L'ATELIER DES OMBRES
Lire le chapitre 19: DISSOLUTION
Pendant trois semaines, Orphée ne se réunit plus.
Aucune carte crème. Aucune lyre dorée. Aucun rendez-vous après minuit.
Puis Solène convoqua vingt personnes dans une salle ordinaire à dix-huit heures.
Sur le tableau blanc, elle écrivit :
ORPHÉE : DISSOUDRE OU REFONDER ?
Camille, assise à côté de Nora, murmura :
« J'espérais un sacrifice rituel. »
« Propose-le dans les questions diverses », répondit Nora.
Des anciens participèrent en visioconférence. Certains voulaient détruire les archives.
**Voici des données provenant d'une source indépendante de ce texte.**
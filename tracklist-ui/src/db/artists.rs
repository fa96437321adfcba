//! Artist database operations

use crate::error::Result;
use sqlx::{Row, SqlitePool};
use tracklist_common::db::models::Artist;
use uuid::Uuid;

/// Find an artist whose display name exactly matches (case-sensitive)
///
/// Returns the first match; the store does not enforce name uniqueness.
pub async fn find_artist_by_name(pool: &SqlitePool, display_name: &str) -> Result<Option<Artist>> {
    let row = sqlx::query(
        r#"
        SELECT guid, display_name, country
        FROM artists
        WHERE display_name = ?
        LIMIT 1
        "#,
    )
    .bind(display_name)
    .fetch_optional(pool)
    .await?;

    match row {
        Some(row) => {
            let guid_str: String = row.get("guid");

            Ok(Some(Artist {
                guid: Uuid::parse_str(&guid_str)?,
                display_name: row.get("display_name"),
                country: row.get("country"),
            }))
        }
        None => Ok(None),
    }
}

/// Save a new artist to the database
pub async fn insert_artist(pool: &SqlitePool, artist: &Artist) -> Result<()> {
    sqlx::query(
        r#"
        INSERT INTO artists (guid, display_name, country, created_at, updated_at)
        VALUES (?, ?, ?, CURRENT_TIMESTAMP, CURRENT_TIMESTAMP)
        "#,
    )
    .bind(artist.guid.to_string())
    .bind(&artist.display_name)
    .bind(&artist.country)
    .execute(pool)
    .await?;

    Ok(())
}

#[cfg(test)]
mod tests {
    use super::*;

    async fn setup_test_db() -> SqlitePool {
        let pool = SqlitePool::connect("sqlite::memory:")
            .await
            .expect("Failed to create in-memory database");
        tracklist_common::db::init::initialize_schema(&pool)
            .await
            .expect("Schema initialization failed");
        pool
    }

    #[tokio::test]
    async fn test_insert_and_find_artist() {
        let pool = setup_test_db().await;

        let artist = Artist::new("Nina Kraviz".to_string());
        insert_artist(&pool, &artist).await.expect("Failed to save artist");

        let loaded = find_artist_by_name(&pool, "Nina Kraviz")
            .await
            .expect("Lookup failed")
            .expect("Artist not found");

        assert_eq!(loaded.guid, artist.guid);
        assert_eq!(loaded.display_name, "Nina Kraviz");
        assert_eq!(loaded.country, None);
    }

    #[tokio::test]
    async fn test_find_artist_match_is_case_sensitive() {
        let pool = setup_test_db().await;

        let artist = Artist::new("Carl Cox".to_string());
        insert_artist(&pool, &artist).await.unwrap();

        let miss = find_artist_by_name(&pool, "carl cox").await.unwrap();
        assert!(miss.is_none(), "Lookup must be case-sensitive exact match");
    }
}
//! Database row models

use chrono::{DateTime, Utc};
use serde::{Deserialize, Serialize};
use uuid::Uuid;

/// Artist record
#[derive(Debug, Clone, Serialize, Deserialize)]
pub struct Artist {
    pub guid: Uuid,
    pub display_name: String,
    pub country: Option<String>,
}

impl Artist {
    /// Create a new artist with only the display name populated
    pub fn new(display_name: String) -> Self {
        Self {
            guid: Uuid::new_v4(),
            display_name,
            country: None,
        }
    }
}

/// Venue record
#[derive(Debug, Clone, Serialize, Deserialize)]
pub struct Venue {
    pub guid: Uuid,
    pub name: String,
    pub capacity: Option<i64>,
    pub address: Option<String>,
}

impl Venue {
    /// Create a new venue with only the name populated
    pub fn new(name: String) -> Self {
        Self {
            guid: Uuid::new_v4(),
            name,
            capacity: None,
            address: None,
        }
    }
}

/// DJ set record
#[derive(Debug, Clone, Serialize, Deserialize)]
pub struct DjSet {
    pub guid: Uuid,
    pub title: String,
    /// Performance start, always stored as UTC
    pub set_datetime: DateTime<Utc>,
    pub duration_minutes: Option<i64>,
    pub artist_id: Uuid,
    pub venue_id: Option<Uuid>,
}

impl DjSet {
    pub fn new(
        title: String,
        set_datetime: DateTime<Utc>,
        artist_id: Uuid,
        venue_id: Option<Uuid>,
    ) -> Self {
        Self {
            guid: Uuid::new_v4(),
            title,
            set_datetime,
            duration_minutes: None,
            artist_id,
            venue_id,
        }
    }
}

/// Song record
#[derive(Debug, Clone, Serialize, Deserialize)]
pub struct Song {
    pub guid: Uuid,
    pub title: String,
}

impl Song {
    pub fn new(title: String) -> Self {
        Self {
            guid: Uuid::new_v4(),
            title,
        }
    }
}

/// Song contributor link (composite key: song + artist)
#[derive(Debug, Clone, PartialEq, Eq, Serialize, Deserialize)]
pub struct SongArtist {
    pub song_id: Uuid,
    pub artist_id: Uuid,
}

/// Tracklist link between a set and a song, with its explicit sequence
#[derive(Debug, Clone, Serialize, Deserialize)]
pub struct SetSong {
    pub set_id: Uuid,
    pub song_id: Uuid,
    pub position: i64,
}

/// Per-set analytics record (one-to-one with a set)
#[derive(Debug, Clone, Serialize, Deserialize)]
pub struct SetAnalytics {
    pub set_id: Uuid,
    pub tickets_sold: i64,
    pub attendance_count: i64,
    pub stream_count: i64,
    pub like_count: i64,
}

impl SetAnalytics {
    /// Create an analytics record for a set with tickets sold from the
    /// submission; remaining counters start at zero
    pub fn new(set_id: Uuid, tickets_sold: i64) -> Self {
        Self {
            set_id,
            tickets_sold,
            attendance_count: 0,
            stream_count: 0,
            like_count: 0,
        }
    }
}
D'autres affirmaient que le secret était la seule raison pour laquelle le Cercle avait jamais pu être utile. Hugo demanda que le réseau d'anciens soit accessible à tous les étudiants qui le souhaitaient. Nora exigea que toute opportunité professionnelle liée à l'école soit publiée. Camille voulut changer le nom, qu'elle trouvait « parfum pour fascistes cultivés ».
Lucien parla peu.
Au bout de trois heures, Solène demanda à Élise ce qu'elle voulait.
Élise regarda les visages autour d'elle.
« Rien qui exige de croire que les bonnes personnes resteront bonnes éternellement. Faites des règles qui fonctionnent même quand les gens deviennent égoïstes. »
Un silence suivit.
Nora hocha la tête.
Ils votèrent la dissolution du Cercle d'Orphée tel qu'il existait.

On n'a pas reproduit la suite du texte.